Some analysts and stakeholders believe the new company has the potential to upend the health care industry, and cheered the CEOs of the three companies on as they set out to bring about long-overdue and necessary change. Others adopted a wait-and-see attitude or expressed doubt that the new venture would make much difference in such a complex industry with so many layers of firmly entrenched processes, policies and players, pointing to the fact that large employers have banded together before in an attempt to rein in the ever-escalating costs of health care—without a great deal of effect.

Nonetheless, the consensus appears to be that if anyone can take on the massively inefficient industry to “reduce health care’s burden on the economy while improving outcomes for employees and their families,” as Amazon CEO Jeff Bezos put it, these three companies have the experience, knowledge and resources to do it.

“At a time when Amazon has technology to enter your house with same-day delivery or have a totally automated grocery store, they are not content with our lame explanations around transparency, inequities and even sending a believable, understandable bill. I believe this is Jeff Bezos, Jamie Dimon and Warren Buffett doing their ‘we’re mad as hell and we are not going to take it anymore’ speech and taking it into their own hands,” Dr. Stephen Klasko, CEO of Thomas Jefferson University and Jefferson Health, told Modern Healthcare.

Bezos said that he, JPMorgan’s Dimon and Berkshire Hathaway’s Buffet are entering the “challenge open-eyed about the degree of difficulty,” and Buffett acknowledged that they don’t have answers yet.

Their focus, at least initially, appears to be on digital technologies to simplify care, increase transparency and lower costs—perhaps through more widespread use of services such as home monitoring and telemedicine, or more efficient delivery systems for prescription drugs, or online options for billing and payment. Where they will go from there is anyone’s guess.

“At this point, they could be talking as small as employee clinics and as large as the largest integrated health care company,” Will Hinde, health care managing director at consulting firm West Monroe Partners, said in an email to Fierce Healthcare. “But the industry is ripe for disruption, and this group of companies has the money and intelligence to succeed.”

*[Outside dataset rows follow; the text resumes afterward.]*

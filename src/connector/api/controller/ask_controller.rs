use std::io;

use anyhow::Result;
use tracing::debug;

use crate::application::SubmitOutcome;
use crate::connector::api::terminal::TerminalRenderer;
use crate::domain::DomainError;

use super::super::Container;

pub struct AskController<'a> {
    container: &'a Container,
}

impl<'a> AskController<'a> {
    pub fn new(container: &'a Container) -> Self {
        Self { container }
    }

    /// Run a single exchange and type the reply out to stdout.
    pub async fn ask(&self, prompt: String) -> Result<String> {
        debug!(
            "Asking via {} ({}ms per character)",
            self.container.gateway().name(),
            self.container.reveal_period().as_millis()
        );
        let session = self.container.start_session();
        let mut render = session.subscribe();
        let initial = render.borrow_and_update().clone();
        let mut renderer = TerminalRenderer::new(&initial);

        if let SubmitOutcome::Ignored(reason) = session.submit(prompt).await? {
            session.shutdown().await;
            return Err(DomainError::invalid_input(format!("prompt not sent: {reason:?}")).into());
        }

        let mut stdout = io::stdout();
        loop {
            let state = render.borrow_and_update().clone();
            renderer.render(&state, &mut stdout)?;
            if state.is_idle() {
                break;
            }
            render.changed().await?;
        }

        session.shutdown().await;
        Ok(String::new())
    }
}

The new venture will offer whatever it comes up with to the more than 1 million employees of Amazon, JPMorgan Chase and Berkshire Hathaway’s many companies, but Dimon said that eventually all Americans could benefit.

“This is an example of innovative companies combining to create new models to address health care and health system issues that impact their business,” Greg Caressi, transformational health senior vice president at Frost & Sullivan, told Fierce Healthcare via email. “They are disrupting the system to meet broader goals, which will advance change in a slow moving ecosystem.”

“The other thing that this will force is a discussion around the concept of your ZIP code being more important than your genetic code when it comes to health—the whole issue of social determinants of health,” Jefferson Health’s Dr. Klasko told Becker’s Hospital Review. “We don’t deal with that because hospitals are competing with each other and are just concerned about what happens if somebody comes into their office or hospital. I think these CEOs are keen on and going to ask us to look more closely at that.”